- **PROBLEM STATEMENT**: Output the data below exactly. Leave nothing out.

- **DATA FOR REVIEW**:
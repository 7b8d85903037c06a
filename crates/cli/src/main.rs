//! Ferrobot CLI — the main entry point.
//!
//! Commands:
//! - `onboard` — Initialize config & workspace
//! - `agent`   — Interactive chat or single-message mode
//! - `run`     — Start the bus-driven agent loop on the terminal
//! - `status`  — Show configuration status

use clap::{Parser, Subcommand};

mod commands;

#[derive(Parser)]
#[command(
    name = "ferrobot",
    about = "Ferrobot — a conversational agent orchestrator",
    version,
    author
)]
struct Cli {
    #[command(subcommand)]
    command: Commands,

    /// Enable verbose logging
    #[arg(short, long, global = true)]
    verbose: bool,

    /// Suppress MCP subprocess diagnostics
    #[arg(short, long, global = true)]
    quiet: bool,
}

#[derive(Subcommand)]
enum Commands {
    /// Initialize configuration and workspace
    Onboard,

    /// Chat with the agent
    Agent {
        /// Send a single message instead of entering interactive mode
        #[arg(short, long)]
        message: Option<String>,
    },

    /// Start the agent loop with the terminal as a channel
    Run,

    /// Show configuration status
    Status,
}

#[tokio::main]
async fn main() -> Result<(), Box<dyn std::error::Error>> {
    let cli = Cli::parse();

    // Initialize tracing
    let filter = if cli.verbose { "debug" } else { "info" };
    tracing_subscriber::fmt()
        .with_env_filter(
            tracing_subscriber::EnvFilter::try_from_default_env()
                .unwrap_or_else(|_| tracing_subscriber::EnvFilter::new(filter)),
        )
        .with_target(false)
        .init();

    match cli.command {
        Commands::Onboard => commands::onboard::run().await?,
        Commands::Agent { message } => commands::agent::run(message, cli.quiet).await?,
        Commands::Run => commands::run::run(cli.quiet).await?,
        Commands::Status => commands::status::run().await?,
    }

    Ok(())
}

- **YOUR RESPONSE**:
repository 7b8d85903037c06a
filename crates/cli/src/main.rs
//! Ferrobot CLI — the main entry point.
//!
//! Commands:
//! - `onboard` — Initialize config & workspace
//! - `agent`   — Interactive chat or single-message mode
//! - `run`     — Start the bus-driven agent loop on the terminal
//! - `status`  — Show configuration status

use clap::{Parser, Subcommand};

mod commands;

#[derive(Parser)]
#[command(
    name = "ferrobot",
    about = "Ferrobot — a conversational agent orchestrator",
    version,
    author
)]
struct Cli {
    #[command(subcommand)]
    command: Commands,

    /// Enable verbose logging
    #[arg(short, long, global = true)]
    verbose: bool,

    /// Suppress MCP subprocess diagnostics
    #[arg(short, long, global = true)]
    quiet: bool,
}

#[derive(Subcommand)]
enum Commands {
    /// Initialize configuration and workspace
    Onboard,

    /// Chat with the agent
    Agent {
        /// Send a single message instead of entering interactive mode
        #[arg(short, long)]
        message: Option<String>,
    },

    /// Start the agent loop with the terminal as a channel
    Run,

    /// Show configuration status
    Status,
}

#[tokio::main]
async fn main() -> Result<(), Box<dyn std::error::Error>> {
    let cli = Cli::parse();

    // Initialize tracing
    let filter = if cli.verbose { "debug" } else { "info" };
    tracing_subscriber::fmt()
        .with_env_filter(
            tracing_subscriber::EnvFilter::try_from_default_env()
                .unwrap_or_else(|_| tracing_subscriber::EnvFilter::new(filter)),
        )
        .with_target(false)
        .init();

    match cli.command {
        Commands::Onboard => commands::onboard::run().await?,
        Commands::Agent { message } => commands::agent::run(message, cli.quiet).await?,
        Commands::Run => commands::run::run(cli.quiet).await?,
        Commands::Status => commands::status::run().await?,
    }

    Ok(())
}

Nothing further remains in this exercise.